Selon l’expert en arbres Kuppen, il s’agit d’un “ancien arbre de la plus haute classe”. Et ça lui fait mal, dit-il, de voir un arbre avec cette histoire se perdre dans un trottoir. Il a récemment écrit un blog sur le tilleul en tant qu’« œuvre d’art vivante ». Il appelle l’endroit où se dresse l’arbre “désolé”, pris en sandwich entre le bistro lui-même et une sombre haie de conifères. L’arbre est visible depuis la terrasse du bistrot. Kuppen: “Ce serait formidable si vous pouviez vous asseoir à l’ombre de cette œuvre d’art historique et culturelle.” L’été dernier, il s’est paré d’une belle canopée vert clair formée de pousses de deux et trois ans.

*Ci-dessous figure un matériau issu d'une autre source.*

use serde::{Deserialize, Serialize};
use tracing::debug;

use crate::geometry::curves::Line3d;
use crate::geometry::intersection::plane_plane;
use crate::geometry::point::{Point2d, Point3d};
use crate::geometry::surfaces::Plane;
use crate::geometry::vector::{Vec2, Vec3};
use crate::Tolerance;

/// Errors from frame construction.
#[derive(Debug, Clone, PartialEq, thiserror::Error)]
pub enum FrameError {
    /// The two planes never meet; callers skip the candidate.
    #[error("planes are parallel, no intersection line")]
    ParallelPlanes,

    #[error("degenerate frame: {reason}")]
    Degenerate { reason: String },
}

/// Plane hosting a weld cross-section.
///
/// `normal` runs along the weld line, `x_axis` lies in the section plane and
/// the local y axis is `normal × x_axis`.
#[derive(Debug, Clone, Copy, PartialEq, Serialize, Deserialize)]
pub struct WeldFrame {
    pub origin: Point3d,
    pub normal: Vec3,
    pub x_axis: Vec3,
}

impl WeldFrame {
    /// Orthonormalizes `x_axis` against `normal`.
    pub fn new(origin: Point3d, normal: Vec3, x_axis: Vec3) -> Result<Self, FrameError> {
        let normal = normal.normalized().ok_or_else(|| FrameError::Degenerate {
            reason: "zero-length normal".into(),
        })?;
        let x_axis = x_axis
            .reject_from(&normal)
            .normalized()
            .ok_or_else(|| FrameError::Degenerate {
                reason: "x axis is parallel to the normal".into(),
            })?;
        Ok(Self {
            origin,
            normal,
            x_axis,
        })
    }

    /// Frame along a weld-line `tangent` whose local y axis points along
    /// `up`. The tangent sign is chosen to make the frame right-handed.
    pub fn aligned(
        origin: Point3d,
        tangent: Vec3,
        x_axis: Vec3,
        up: Vec3,
    ) -> Result<Self, FrameError> {
        let frame = Self::new(origin, tangent, x_axis)?;
        if frame.y_axis().dot(&up) < 0.0 {
            Ok(Self {
                normal: -frame.normal,
                ..frame
            })
        } else {
            Ok(frame)
        }
    }

    pub fn y_axis(&self) -> Vec3 {
        self.normal.cross(&self.x_axis)
    }

    pub fn to_local(&self, p: &Point3d) -> Point2d {
        let d = *p - self.origin;
        Point2d::new(d.dot(&self.x_axis), d.dot(&self.y_axis()))
    }

    pub fn to_world(&self, p: Point2d) -> Point3d {
        self.origin + self.x_axis * p.x + self.y_axis() * p.y
    }

    pub fn direction_to_local(&self, v: &Vec3) -> Vec2 {
        Vec2::new(v.dot(&self.x_axis), v.dot(&self.y_axis()))
    }

    pub fn direction_to_world(&self, v: Vec2) -> Vec3 {
        self.x_axis * v.x + self.y_axis() * v.y
    }

    /// Signed coordinate of `p` along the frame normal.
    pub fn depth_of(&self, p: &Point3d) -> f64 {
        (*p - self.origin).dot(&self.normal)
    }

    /// The same plane with the normal reversed; local y flips, x is kept.
    pub fn reversed(&self) -> Self {
        Self {
            normal: -self.normal,
            ..*self
        }
    }

    /// Reflection across the local line `y = level`: the origin moves by
    /// `2 * level` along y and the y axis reverses.
    pub fn mirrored_across(&self, level: f64) -> Self {
        Self {
            origin: self.origin + self.y_axis() * (2.0 * level),
            ..self.reversed()
        }
    }

    /// Move the origin along the local y axis.
    pub fn offset_y(&self, distance: f64) -> Self {
        Self {
            origin: self.origin + self.y_axis() * distance,
            ..*self
        }
    }

    pub fn plane(&self) -> Plane {
        Plane {
            origin: self.origin,
            normal: self.normal,
            u_axis: self.x_axis,
            v_axis: self.y_axis(),
        }
    }
}

/// Frame derived from two face planes, together with the in-plane face
/// directions pointing away from the intersection line into the weld.
#[derive(Debug, Clone, Copy)]
pub struct FrameBuild {
    pub frame: WeldFrame,
    pub line: Line3d,
    pub face1_dir: Vec3,
    pub face2_dir: Vec3,
}

/// Build the weld frame at the intersection of two face planes.
///
/// The origin is the point of the intersection line closest to `reference`
/// (or the line's own origin). `face1_dir = normal × n1` runs along face 1
/// toward the side face 2 faces; `face2_dir = −(normal × n2)` likewise along
/// face 2. The frame's x axis is `face1_dir`.
pub fn build_frame(
    plane1: &Plane,
    plane2: &Plane,
    reference: Option<&Point3d>,
    tol: &Tolerance,
) -> Result<FrameBuild, FrameError> {
    let line = plane_plane(plane1, plane2, tol.angular).ok_or(FrameError::ParallelPlanes)?;
    let origin = match reference {
        Some(p) => line.closest_point(p).0,
        None => line.origin,
    };
    let normal = line.direction;

    let face1_dir = normal
        .cross(&plane1.normal)
        .normalized()
        .ok_or(FrameError::ParallelPlanes)?;
    let face2_dir = (-normal.cross(&plane2.normal))
        .normalized()
        .ok_or(FrameError::ParallelPlanes)?;

    let frame = WeldFrame::new(origin, normal, face1_dir)?;
    debug!(
        origin = ?[origin.x, origin.y, origin.z],
        dihedral = face1_dir.angle_to(&face2_dir),
        "built weld frame"
    );
    Ok(FrameBuild {
        frame,
        line,
        face1_dir,
        face2_dir,
    })
}

#[cfg(test)]
mod tests {
    use super::*;
    use approx::assert_relative_eq;
    use std::f64::consts::FRAC_PI_2;

    fn corner_planes() -> (Plane, Plane) {
        // Horizontal plate top at z = 0, vertical plate side at x = 10.
        let top = Plane::new(Point3d::ORIGIN, Vec3::Z).unwrap();
        let side = Plane::new(Point3d::new(10.0, 0.0, 0.0), Vec3::X).unwrap();
        (top, side)
    }

    #[test]
    fn face_directions_point_into_the_weld() {
        let (top, side) = corner_planes();
        let build = build_frame(&top, &side, None, &Tolerance::default()).unwrap();
        assert_relative_eq!(build.face1_dir.x, 1.0, epsilon = 1e-12);
        assert_relative_eq!(build.face2_dir.z, 1.0, epsilon = 1e-12);
        assert_relative_eq!(
            build.face1_dir.angle_to(&build.face2_dir),
            FRAC_PI_2,
            epsilon = 1e-12
        );
    }

    #[test]
    fn origin_is_projection_of_reference() {
        let (top, side) = corner_planes();
        let reference = Point3d::new(11.0, 42.0, 3.0);
        let build = build_frame(&top, &side, Some(&reference), &Tolerance::default()).unwrap();
        assert_relative_eq!(build.frame.origin.x, 10.0, epsilon = 1e-9);
        assert_relative_eq!(build.frame.origin.y, 42.0, epsilon = 1e-9);
        assert_relative_eq!(build.frame.origin.z, 0.0, epsilon = 1e-9);
    }

    #[test]
    fn parallel_faces_yield_no_frame() {
        let a = Plane::new(Point3d::ORIGIN, Vec3::Z).unwrap();
        let b = Plane::new(Point3d::new(0.0, 0.0, 1.0), -Vec3::Z).unwrap();
        let err = build_frame(&a, &b, None, &Tolerance::default()).unwrap_err();
        assert_eq!(err, FrameError::ParallelPlanes);
    }

    #[test]
    fn local_round_trip() {
        let frame = WeldFrame::new(
            Point3d::new(1.0, 2.0, 3.0),
            Vec3::new(0.0, 1.0, 1.0),
            Vec3::X,
        )
        .unwrap();
        let p = Point2d::new(0.5, -2.0);
        let back = frame.to_local(&frame.to_world(p));
        assert_relative_eq!(back.x, 0.5, epsilon = 1e-12);
        assert_relative_eq!(back.y, -2.0, epsilon = 1e-12);
    }

    #[test]
    fn aligned_frame_points_y_up() {
        let frame = WeldFrame::aligned(Point3d::ORIGIN, Vec3::Y, Vec3::X, Vec3::Z).unwrap();
        assert_relative_eq!(frame.y_axis().z, 1.0, epsilon = 1e-12);
        assert_relative_eq!(frame.normal.y, -1.0, epsilon = 1e-12);
    }

    #[test]
    fn mirror_across_level_reverses_y() {
        let frame = WeldFrame::aligned(Point3d::ORIGIN, Vec3::Y, Vec3::X, Vec3::Z).unwrap();
        let mirrored = frame.mirrored_across(2.5);
        assert_relative_eq!(mirrored.origin.z, 5.0, epsilon = 1e-12);
        assert_relative_eq!(mirrored.y_axis().z, -1.0, epsilon = 1e-12);
        // A point at local y = 1 in the mirror sits at world z = 4.
        let p = mirrored.to_world(Point2d::new(0.0, 1.0));
        assert_relative_eq!(p.z, 4.0, epsilon = 1e-12);
    }
}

Vers 1950, le tilleul a survécu à l’explosion d’une bouteille de gaz qui se trouvait juste en dessous. Il a également été taillé en forme de tonnelle même à l’époque de Van Gogh, comme en témoignent les échafaudages qu’il a dessinés sous les branches. Parce qu’il a toujours été entretenu comme un parasol naturel, le tilleul a développé une couronne caractéristique en forme de dôme, dit Kuppen : « Aux endroits où il est noué, de belles extrémités dentelées se forment sur les branches, en hiver elles ressemblent à des sabots.